2025年に任期満了を迎える村井嘉浩宮城県知事は、時に批判を受けながら5期20年目を迎えました。今思う事、6期目の去就など本音を聞きました。

 記者「失礼します。きょうはよろしくお願いします」
 村井知事「よろしくお願いします。お手柔らかにお願いいたします」
 現在64歳の村井嘉浩知事、2025年は知事として5期20年目の年で11月には任期満了を迎えます。

 まず知事としての自己採点を100点満点で聞きました。
 村井知事「クエスチョン。その心はですね、知事になってから言い続けているんですが、私の評価は私が決めることではなく、県民の皆さんが評価すべきことだと思っています。うまくやれたかは分からないですけど、全力でやってきたという自負はありますね」

自己評価は

 宮城県議会議員3期目途中の2005年に知事選に立候補し、初当選した村井知事は就任後みやぎ発展税を導入してトヨタなどの企業誘致を進めたほか、2011年に発生した東日本大震災では災害からの復旧復興にリーダーシップを発揮しました。

 村井知事「(103万円の壁の地方減収で)(国が)補填をするならば当然、恒久的財源、真水で頂くという当然の事だと思っておりまして」
 2023年には全国知事会の会長に就任し、全国の知事の代表として国に要望を行うなど活動の幅を広げています。

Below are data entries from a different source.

use std::io;
use std::path::{Path, PathBuf};

/// Why an extraction stopped.
#[derive(Debug, thiserror::Error)]
pub enum ExtractError {
    #[error("unsupported archive format: '{}' (expected .zip or .tar.gz)", .0.display())]
    UnsupportedFormat(PathBuf),

    #[error("corrupt archive '{}': {reason}", archive.display())]
    CorruptArchive { archive: PathBuf, reason: String },

    #[error("illegal file path '{}': resolves outside '{}'", entry.display(), destination.display())]
    IllegalPath {
        entry: PathBuf,
        destination: PathBuf,
    },

    #[error("I/O failure on '{}': {source}", path.display())]
    Io { path: PathBuf, source: io::Error },
}

impl ExtractError {
    pub(crate) fn corrupt(archive: &Path, reason: impl ToString) -> Self {
        Self::CorruptArchive {
            archive: archive.to_path_buf(),
            reason: reason.to_string(),
        }
    }

    pub(crate) fn io(path: &Path, source: io::Error) -> Self {
        Self::Io {
            path: path.to_path_buf(),
            source,
        }
    }

    /// Classify a failure to read from the archive's own stream.
    ///
    /// Decoder and framing failures surface as data errors or premature EOF
    /// and mean the container is damaged; anything else is the environment.
    pub(crate) fn from_stream(archive: &Path, source: io::Error) -> Self {
        match source.kind() {
            io::ErrorKind::InvalidData
            | io::ErrorKind::InvalidInput
            | io::ErrorKind::UnexpectedEof => Self::corrupt(archive, source),
            _ => Self::io(archive, source),
        }
    }
}

pub type Result<T> = std::result::Result<T, ExtractError>;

 多忙を極める村井知事。この日の昼食として秘書が持ってきたのは、バナナとプロテイン飲料です。
 記者「バナナだけなんですね」
 村井知事「私ね、胃腸が強くないので、お腹痛くなるんですよね。たくさん食べると。朝食はかなり食べるんですよ。きょうも相当食べたんですけど、昼はだいたいこんな感じ」
 昼食にかける時間は5分ほどです。昼休みに打ち合わせが入ることも多いといい、限られた時間の中で知事と知事会長の2つの仕事をこなします。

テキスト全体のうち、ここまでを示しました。